**What is required:** In your reply, reproduce the lines from the first one below to the line containing "let url = RwSignal::new(String::new());", inclusive, exactly as they stand.

━━━ Exercise input

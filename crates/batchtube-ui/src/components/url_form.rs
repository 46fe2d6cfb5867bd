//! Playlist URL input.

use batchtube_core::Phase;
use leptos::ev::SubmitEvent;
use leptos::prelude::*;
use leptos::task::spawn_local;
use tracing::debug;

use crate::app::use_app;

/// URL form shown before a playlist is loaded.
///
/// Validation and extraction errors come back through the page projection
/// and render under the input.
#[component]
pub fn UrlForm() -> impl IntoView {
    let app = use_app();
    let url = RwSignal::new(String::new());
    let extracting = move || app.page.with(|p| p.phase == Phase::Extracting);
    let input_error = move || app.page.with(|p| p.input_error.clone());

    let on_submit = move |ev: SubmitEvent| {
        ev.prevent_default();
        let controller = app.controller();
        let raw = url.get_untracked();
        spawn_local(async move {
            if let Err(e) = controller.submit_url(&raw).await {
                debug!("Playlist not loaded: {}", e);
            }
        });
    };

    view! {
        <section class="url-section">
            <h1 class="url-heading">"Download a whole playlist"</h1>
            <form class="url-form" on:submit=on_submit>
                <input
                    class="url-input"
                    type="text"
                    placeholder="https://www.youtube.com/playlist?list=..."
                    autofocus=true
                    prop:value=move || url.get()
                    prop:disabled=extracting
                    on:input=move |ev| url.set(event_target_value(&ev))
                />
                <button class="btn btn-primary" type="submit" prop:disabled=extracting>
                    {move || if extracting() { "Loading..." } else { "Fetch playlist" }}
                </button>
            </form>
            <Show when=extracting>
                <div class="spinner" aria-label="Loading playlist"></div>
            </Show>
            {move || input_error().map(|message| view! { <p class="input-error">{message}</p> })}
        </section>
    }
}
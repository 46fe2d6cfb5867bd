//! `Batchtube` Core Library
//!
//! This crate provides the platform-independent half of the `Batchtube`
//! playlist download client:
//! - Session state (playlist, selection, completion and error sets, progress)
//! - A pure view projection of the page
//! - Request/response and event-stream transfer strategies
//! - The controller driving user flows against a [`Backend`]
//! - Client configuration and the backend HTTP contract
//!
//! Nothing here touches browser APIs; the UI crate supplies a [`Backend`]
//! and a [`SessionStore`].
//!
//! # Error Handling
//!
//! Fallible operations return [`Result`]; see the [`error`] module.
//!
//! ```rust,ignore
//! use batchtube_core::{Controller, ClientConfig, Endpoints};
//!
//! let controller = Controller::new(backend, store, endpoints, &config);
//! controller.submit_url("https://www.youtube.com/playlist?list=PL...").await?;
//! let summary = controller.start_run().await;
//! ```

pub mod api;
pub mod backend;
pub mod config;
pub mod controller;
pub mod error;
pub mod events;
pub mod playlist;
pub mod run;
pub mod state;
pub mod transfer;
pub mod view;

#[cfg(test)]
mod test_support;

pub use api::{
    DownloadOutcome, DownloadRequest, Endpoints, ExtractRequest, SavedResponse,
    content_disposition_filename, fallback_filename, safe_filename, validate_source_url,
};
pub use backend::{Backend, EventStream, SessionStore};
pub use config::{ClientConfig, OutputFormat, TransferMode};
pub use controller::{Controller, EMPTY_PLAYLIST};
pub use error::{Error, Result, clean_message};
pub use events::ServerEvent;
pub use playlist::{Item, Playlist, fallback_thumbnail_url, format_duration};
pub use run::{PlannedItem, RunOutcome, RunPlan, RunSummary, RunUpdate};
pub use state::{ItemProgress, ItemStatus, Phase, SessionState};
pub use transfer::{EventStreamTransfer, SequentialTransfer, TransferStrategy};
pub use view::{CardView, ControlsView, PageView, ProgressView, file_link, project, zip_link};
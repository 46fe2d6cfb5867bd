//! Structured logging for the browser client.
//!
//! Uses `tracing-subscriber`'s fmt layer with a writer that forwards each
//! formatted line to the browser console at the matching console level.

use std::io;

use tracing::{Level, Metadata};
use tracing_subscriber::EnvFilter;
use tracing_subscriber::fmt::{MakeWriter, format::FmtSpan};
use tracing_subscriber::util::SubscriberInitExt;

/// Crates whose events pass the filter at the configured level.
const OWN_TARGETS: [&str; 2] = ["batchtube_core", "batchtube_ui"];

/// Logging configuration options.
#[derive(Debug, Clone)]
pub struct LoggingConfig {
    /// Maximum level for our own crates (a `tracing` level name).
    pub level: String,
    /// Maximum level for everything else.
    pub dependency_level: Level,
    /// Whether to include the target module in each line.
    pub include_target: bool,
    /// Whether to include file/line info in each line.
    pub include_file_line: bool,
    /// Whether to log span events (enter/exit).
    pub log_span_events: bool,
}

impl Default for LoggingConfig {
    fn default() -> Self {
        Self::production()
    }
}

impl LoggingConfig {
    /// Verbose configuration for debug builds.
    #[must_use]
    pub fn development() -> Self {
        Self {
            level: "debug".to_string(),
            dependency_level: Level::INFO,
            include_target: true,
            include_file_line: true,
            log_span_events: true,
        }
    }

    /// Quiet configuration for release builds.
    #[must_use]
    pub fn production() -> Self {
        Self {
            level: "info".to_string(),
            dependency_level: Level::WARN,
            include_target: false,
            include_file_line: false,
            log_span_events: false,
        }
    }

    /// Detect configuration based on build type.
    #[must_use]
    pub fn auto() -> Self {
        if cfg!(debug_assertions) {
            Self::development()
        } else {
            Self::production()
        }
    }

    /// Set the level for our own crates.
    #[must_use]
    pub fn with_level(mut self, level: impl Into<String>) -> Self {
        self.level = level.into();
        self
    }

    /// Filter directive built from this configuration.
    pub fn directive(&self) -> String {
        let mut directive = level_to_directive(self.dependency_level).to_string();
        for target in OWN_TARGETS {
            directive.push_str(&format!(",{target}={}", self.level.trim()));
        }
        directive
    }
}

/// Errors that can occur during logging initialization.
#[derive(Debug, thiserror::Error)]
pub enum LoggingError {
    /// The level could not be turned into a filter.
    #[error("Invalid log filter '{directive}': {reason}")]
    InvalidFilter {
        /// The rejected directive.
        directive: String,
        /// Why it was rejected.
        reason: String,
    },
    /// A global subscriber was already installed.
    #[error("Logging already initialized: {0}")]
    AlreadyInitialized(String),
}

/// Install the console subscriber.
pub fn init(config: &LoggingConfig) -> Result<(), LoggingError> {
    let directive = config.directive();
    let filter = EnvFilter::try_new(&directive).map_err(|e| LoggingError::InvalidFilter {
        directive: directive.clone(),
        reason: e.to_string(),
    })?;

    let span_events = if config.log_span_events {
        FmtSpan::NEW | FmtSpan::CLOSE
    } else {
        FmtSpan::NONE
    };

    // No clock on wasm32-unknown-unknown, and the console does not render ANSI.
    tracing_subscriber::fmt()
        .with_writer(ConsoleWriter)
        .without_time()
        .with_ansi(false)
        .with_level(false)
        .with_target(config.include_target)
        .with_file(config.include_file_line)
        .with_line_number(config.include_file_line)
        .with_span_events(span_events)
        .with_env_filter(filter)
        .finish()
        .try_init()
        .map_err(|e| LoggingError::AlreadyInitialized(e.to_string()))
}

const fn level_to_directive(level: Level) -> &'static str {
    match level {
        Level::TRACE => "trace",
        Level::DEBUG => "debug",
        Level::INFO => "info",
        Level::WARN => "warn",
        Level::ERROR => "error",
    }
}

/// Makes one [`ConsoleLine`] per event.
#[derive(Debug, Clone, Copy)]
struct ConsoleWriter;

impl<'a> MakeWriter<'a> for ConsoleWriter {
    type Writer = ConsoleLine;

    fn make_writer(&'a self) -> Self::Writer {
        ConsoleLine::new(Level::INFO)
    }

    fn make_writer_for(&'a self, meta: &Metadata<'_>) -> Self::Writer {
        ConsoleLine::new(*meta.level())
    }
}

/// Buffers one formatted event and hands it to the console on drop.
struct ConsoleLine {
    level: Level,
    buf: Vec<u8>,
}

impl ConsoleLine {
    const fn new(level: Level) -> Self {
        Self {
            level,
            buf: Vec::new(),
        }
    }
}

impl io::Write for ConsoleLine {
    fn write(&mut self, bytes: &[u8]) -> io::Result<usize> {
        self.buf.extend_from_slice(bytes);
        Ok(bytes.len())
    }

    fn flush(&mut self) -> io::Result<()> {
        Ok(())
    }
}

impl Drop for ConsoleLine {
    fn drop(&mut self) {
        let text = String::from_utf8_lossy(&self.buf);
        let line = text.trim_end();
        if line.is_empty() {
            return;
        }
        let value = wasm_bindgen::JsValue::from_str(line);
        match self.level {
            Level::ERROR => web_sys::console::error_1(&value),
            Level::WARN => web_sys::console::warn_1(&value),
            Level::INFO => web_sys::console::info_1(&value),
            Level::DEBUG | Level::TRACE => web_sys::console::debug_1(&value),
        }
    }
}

━━━━━━

**Task solution:**
filename crates/batchtube-ui/src/components/url_form.rs
repository 46fe2d6cfb5867bd
//! Playlist URL input.

use batchtube_core::Phase;
use leptos::ev::SubmitEvent;
use leptos::prelude::*;
use leptos::task::spawn_local;
use tracing::debug;

use crate::app::use_app;

/// URL form shown before a playlist is loaded.
///
/// Validation and extraction errors come back through the page projection
/// and render under the input.
#[component]
pub fn UrlForm() -> impl IntoView {
    let app = use_app();
    let url = RwSignal::new(String::new());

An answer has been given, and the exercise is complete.